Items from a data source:
════════════════

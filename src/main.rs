//! Leverage Rebalancer
//!
//! Keeps a leveraged position healthy on a CosmWasm chain:
//! - Credit facility LTV held inside a configured band
//! - Synthetic-asset CDP margins repaired or expanded toward a safe level
//! - Spare savings deposit redeployed into additional short exposure

use std::sync::Arc;

use anyhow::{Context, Result};
use tracing::{info, warn};
use tracing_subscriber::{fmt, prelude::*, EnvFilter};

use rebalancer_api::{ConsoleNotifier, Event, Notifier, NotifierRegistry, TelegramNotifier};
use rebalancer_chain::{
    AnchorMarket, ChainClient, LcdClient, MirrorProtocol, MoneyMarketClient, SigningRelayBuilder,
    SyntheticProtocolClient,
};
use rebalancer_core::{BotConfig, Gateway, NetworkConfig, RebalancingEngine};

/// Environment variable names.
mod env {
    pub const TELEGRAM_BOT_TOKEN: &str = "TELEGRAM_BOT_TOKEN";
    pub const TELEGRAM_CHAT_ID: &str = "TELEGRAM_CHAT_ID";
}

#[tokio::main]
async fn main() -> Result<()> {
    print_banner();

    dotenvy::dotenv().ok();

    tracing_subscriber::registry()
        .with(fmt::layer())
        .with(
            EnvFilter::try_from_default_env().unwrap_or_else(|_| {
                EnvFilter::new("info,rebalancer_core=debug,rebalancer_chain=debug")
            }),
        )
        .init();

    // BOT_CONFIG names a TOML file; otherwise BOT_PROFILE picks a built-in profile
    let bot_config = BotConfig::load().context("failed to load bot config")?;
    bot_config.log_config();

    let network = NetworkConfig::from_env().context("failed to load network config")?;
    info!(
        network = %network.network.name,
        chain_id = %network.network.chain_id,
        lcd = %network.network.lcd_url,
        "Network configuration loaded"
    );

    let notifier = build_notifier()?;
    let engine = initialize_engine(&bot_config, &network, notifier.clone()).await?;

    notifier.notify(Event::Started {
        network: network.network.name.clone(),
        address: network.network.wallet_address.clone(),
        ltv_limit: bot_config.ltv.limit,
        ltv_safe: bot_config.ltv.safe,
        ltv_borrow: bot_config.ltv.borrow,
    });

    info!(
        wait_for_secs = bot_config.engine.wait_for_secs,
        "Starting rebalancing loop..."
    );
    tokio::select! {
        _ = engine.run_forever() => {}
        result = tokio::signal::ctrl_c() => {
            result.context("failed to listen for ctrl-c")?;
            info!("Shutdown requested");
        }
    }

    Ok(())
}

fn build_notifier() -> Result<Arc<dyn Notifier>> {
    let mut registry = NotifierRegistry::new();
    registry.register(Box::new(ConsoleNotifier));

    match (
        std::env::var(env::TELEGRAM_BOT_TOKEN),
        std::env::var(env::TELEGRAM_CHAT_ID),
    ) {
        (Ok(token), Ok(chat)) => {
            registry.register(Box::new(TelegramNotifier::new(token, chat)?));
            info!("Telegram notifications enabled");
        }
        _ => warn!("Telegram not configured, console notifications only"),
    }

    Ok(Arc::new(registry))
}

async fn initialize_engine(
    bot_config: &BotConfig,
    network: &NetworkConfig,
    notifier: Arc<dyn Notifier>,
) -> Result<RebalancingEngine> {
    info!("Initializing components...");
    let details = &network.network;
    let timeout = bot_config.engine.rpc_timeout();

    let mut relay = SigningRelayBuilder::new(&details.signer_url, &details.chain_id)
        .gas_prices(&details.gas_prices)
        .gas_adjustment(details.gas_adjustment)
        .timeout(timeout);
    if let Some(memo) = &details.memo {
        relay = relay.memo(memo);
    }
    let signer = relay.build().context("failed to build signing relay client")?;

    let chain: Arc<dyn ChainClient> = Arc::new(
        LcdClient::connect(&details.lcd_url, &details.wallet_address, signer, timeout)
            .await
            .context("failed to connect to LCD")?,
    );

    let market: Arc<dyn MoneyMarketClient> =
        Arc::new(AnchorMarket::new(chain.clone(), network.anchor_contracts()));
    let synthetic: Arc<dyn SyntheticProtocolClient> = Arc::new(MirrorProtocol::new(
        chain.clone(),
        network.mirror_contracts(),
        network.mirror_assets(),
    ));

    let watch = network.watched_symbols();
    info!(watch = ?watch, "Managing synthetic positions");

    let gateway = Gateway::new(chain, market, synthetic, &details.stable_denom, timeout);
    Ok(RebalancingEngine::new(
        gateway,
        bot_config.clone(),
        watch,
        notifier,
    ))
}

fn print_banner() {
    println!(r#"
    ╦  ┌─┐┬  ┬┌─┐┬─┐┌─┐┌─┐┌─┐
    ║  ├┤ └┐┌┘├┤ ├┬┘├─┤│ ┬├┤
    ╩═╝└─┘ └┘ └─┘┴└─┴ ┴└─┘└─┘
    Rebalancer v0.1.0
    "#);
}
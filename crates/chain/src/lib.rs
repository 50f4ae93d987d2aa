//! Rebalancer chain interaction layer.
//!
//! This crate provides:
//! - The [`ChainClient`] capability (balances, smart queries, atomic broadcast)
//! - An LCD REST implementation of it with sequence tracking
//! - Transaction signing through an external signing relay
//! - Money-market and synthetic-protocol capability traits with Anchor and
//!   Mirror adapters that build CosmWasm execute messages
//!
//! Amounts crossing these APIs are whole units as [`rust_decimal::Decimal`];
//! conversion to on-chain micro units happens here and nowhere else.

mod client;
mod error;
mod lcd;
pub mod protocol;
mod signer;
mod types;

#[cfg(test)]
mod testing;

pub use client::ChainClient;
pub use error::{ChainError, ChainResult};
pub use lcd::LcdClient;
pub use protocol::{
    AnchorContracts, AnchorMarket, AssetConfig, MirrorAsset, MirrorContracts, MirrorProtocol,
    MoneyMarketClient, SyntheticProtocolClient,
};
pub use signer::{
    AccountInfo, SequenceManager, SigningRelay, SigningRelayBuilder, DEFAULT_GAS_ADJUSTMENT,
    DEFAULT_GAS_PRICES,
};
pub use types::{
    from_micro, parse_decimal, to_micro_string, AssetInfo, Coin, Message, OraclePrice, PoolInfo,
    PositionInfo, RewardInfo, SwapSimulation, TxReceipt, MICRO_MULTIPLIER,
};
//! Chain capability consumed by the rebalancing core.

use async_trait::async_trait;
use rust_decimal::Decimal;
use serde_json::Value;
use std::fmt::Debug;

use crate::error::ChainResult;
use crate::types::{Message, TxReceipt};

/// Balance queries, contract queries and atomic broadcast for one wallet.
///
/// Implementations own all wire formats; callers only see whole-unit
/// decimals and JSON query results.
#[async_trait]
pub trait ChainClient: Send + Sync + Debug {
    /// Wallet address the client queries and signs for.
    fn address(&self) -> &str;

    /// Native balance of `denom`, whole units.
    async fn get_balance(&self, denom: &str) -> ChainResult<Decimal>;

    /// CW20 balance of `token`, whole units.
    async fn get_token_balance(&self, token: &str) -> ChainResult<Decimal>;

    /// Smart query against a contract.
    async fn query_contract(&self, contract: &str, query: &Value) -> ChainResult<Value>;

    /// Sign all messages into one transaction and broadcast it.
    ///
    /// Either every message executes or none does.
    async fn sign_and_broadcast(&self, messages: &[Message]) -> ChainResult<TxReceipt>;
}
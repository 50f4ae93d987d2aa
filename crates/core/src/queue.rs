//! Per-channel pending operation queues.
//!
//! A channel's queue is broadcast as one transaction or discarded whole.

use rebalancer_chain::Message;
use std::collections::HashMap;
use std::fmt;
use std::str::FromStr;

use crate::error::ValidationError;

/// Logical queue a trigger writes into.
#[derive(Debug, Clone, Copy, PartialEq, Eq, Hash)]
pub enum Channel {
    /// The periodic loop
    Scheduled,
    /// Operator commands
    Manual,
}

impl fmt::Display for Channel {
    fn fmt(&self, f: &mut fmt::Formatter<'_>) -> fmt::Result {
        match self {
            Self::Scheduled => write!(f, "scheduled"),
            Self::Manual => write!(f, "manual"),
        }
    }
}

impl FromStr for Channel {
    type Err = ValidationError;

    fn from_str(s: &str) -> Result<Self, Self::Err> {
        match s.to_lowercase().as_str() {
            "scheduled" | "main" => Ok(Self::Scheduled),
            "manual" | "tgbot" => Ok(Self::Manual),
            _ => Err(ValidationError::Parse {
                field: "channel".to_string(),
                expected: "scheduled or manual",
                value: s.to_string(),
            }),
        }
    }
}

/// What a queued group of messages is for.
#[derive(Debug, Clone, Copy, PartialEq, Eq)]
pub enum OperationKind {
    Borrow,
    Repay,
    DepositStable,
    WithdrawDeposit,
    ClaimRewards,
    SellRewards,
    StakeRewards,
    Unstake,
    WithdrawLiquidity,
    Burn,
    Mint,
    DepositCollateral,
    WithdrawCollateral,
    BuyAndProvide,
    Stake,
}

impl fmt::Display for OperationKind {
    fn fmt(&self, f: &mut fmt::Formatter<'_>) -> fmt::Result {
        let name = match self {
            Self::Borrow => "borrow",
            Self::Repay => "repay",
            Self::DepositStable => "deposit_stable",
            Self::WithdrawDeposit => "withdraw_deposit",
            Self::ClaimRewards => "claim_rewards",
            Self::SellRewards => "sell_rewards",
            Self::StakeRewards => "stake_rewards",
            Self::Unstake => "unstake",
            Self::WithdrawLiquidity => "withdraw_liquidity",
            Self::Burn => "burn",
            Self::Mint => "mint",
            Self::DepositCollateral => "deposit_collateral",
            Self::WithdrawCollateral => "withdraw_collateral",
            Self::BuyAndProvide => "buy_and_provide",
            Self::Stake => "stake",
        };
        f.write_str(name)
    }
}

/// One step of a multi-step action.
#[derive(Debug, Clone, PartialEq)]
pub struct Operation {
    pub kind: OperationKind,
    pub messages: Vec<Message>,
}

impl Operation {
    pub fn new(kind: OperationKind, message: Message) -> Self {
        Self {
            kind,
            messages: vec![message],
        }
    }

    pub fn batch(kind: OperationKind, messages: Vec<Message>) -> Self {
        Self { kind, messages }
    }
}

#[derive(Debug, Default)]
pub struct PendingQueues {
    queues: HashMap<Channel, Vec<Operation>>,
}

impl PendingQueues {
    pub fn new() -> Self {
        Self::default()
    }

    pub fn push(&mut self, channel: Channel, operation: Operation) {
        self.queues.entry(channel).or_default().push(operation);
    }

    pub fn extend(&mut self, channel: Channel, operations: impl IntoIterator<Item = Operation>) {
        self.queues.entry(channel).or_default().extend(operations);
    }

    /// Remove and return everything queued on `channel`.
    pub fn take(&mut self, channel: Channel) -> Vec<Operation> {
        self.queues.remove(&channel).unwrap_or_default()
    }

    pub fn clear(&mut self, channel: Channel) {
        self.queues.remove(&channel);
    }

    pub fn clear_all(&mut self) {
        self.queues.clear();
    }

    pub fn len(&self, channel: Channel) -> usize {
        self.queues.get(&channel).map_or(0, Vec::len)
    }

    pub fn is_empty(&self) -> bool {
        self.queues.values().all(Vec::is_empty)
    }
}

/// Flatten operations into the transaction's message list, in order.
pub fn messages_of(operations: &[Operation]) -> Vec<Message> {
    operations
        .iter()
        .flat_map(|op| op.messages.iter().cloned())
        .collect()
}

#[cfg(test)]
mod tests {
    use super::*;
    use serde_json::json;

    fn op(kind: OperationKind, action: &str) -> Operation {
        Operation::new(kind, Message::execute("me", "c", json!({ action: {} })))
    }

    #[test]
    fn test_channels_are_independent() {
        let mut queues = PendingQueues::new();
        queues.push(Channel::Scheduled, op(OperationKind::Unstake, "unbond"));
        queues.push(Channel::Scheduled, op(OperationKind::Burn, "burn"));
        queues.push(Channel::Manual, op(OperationKind::Repay, "repay_stable"));
        assert_eq!(queues.len(Channel::Scheduled), 2);

        queues.clear(Channel::Manual);
        assert_eq!(queues.len(Channel::Manual), 0);
        assert_eq!(queues.len(Channel::Scheduled), 2);

        let taken = queues.take(Channel::Scheduled);
        let actions: Vec<_> = messages_of(&taken)
            .iter()
            .map(|m| m.action().unwrap().to_string())
            .collect();
        assert_eq!(actions, vec!["unbond", "burn"]);
        assert!(queues.is_empty());
    }

    #[test]
    fn test_channel_names() {
        assert_eq!("manual".parse::<Channel>().unwrap(), Channel::Manual);
        assert_eq!("main".parse::<Channel>().unwrap(), Channel::Scheduled);
        assert!("other".parse::<Channel>().is_err());
        assert_eq!(Channel::Scheduled.to_string(), "scheduled");
    }
}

════════════════

WORK TASK — Reproduce each line of the entries in which the word "types" is found.

EXERCISE RESPONSE —
mod types;
pub use types::{
use crate::types::{Message, TxReceipt};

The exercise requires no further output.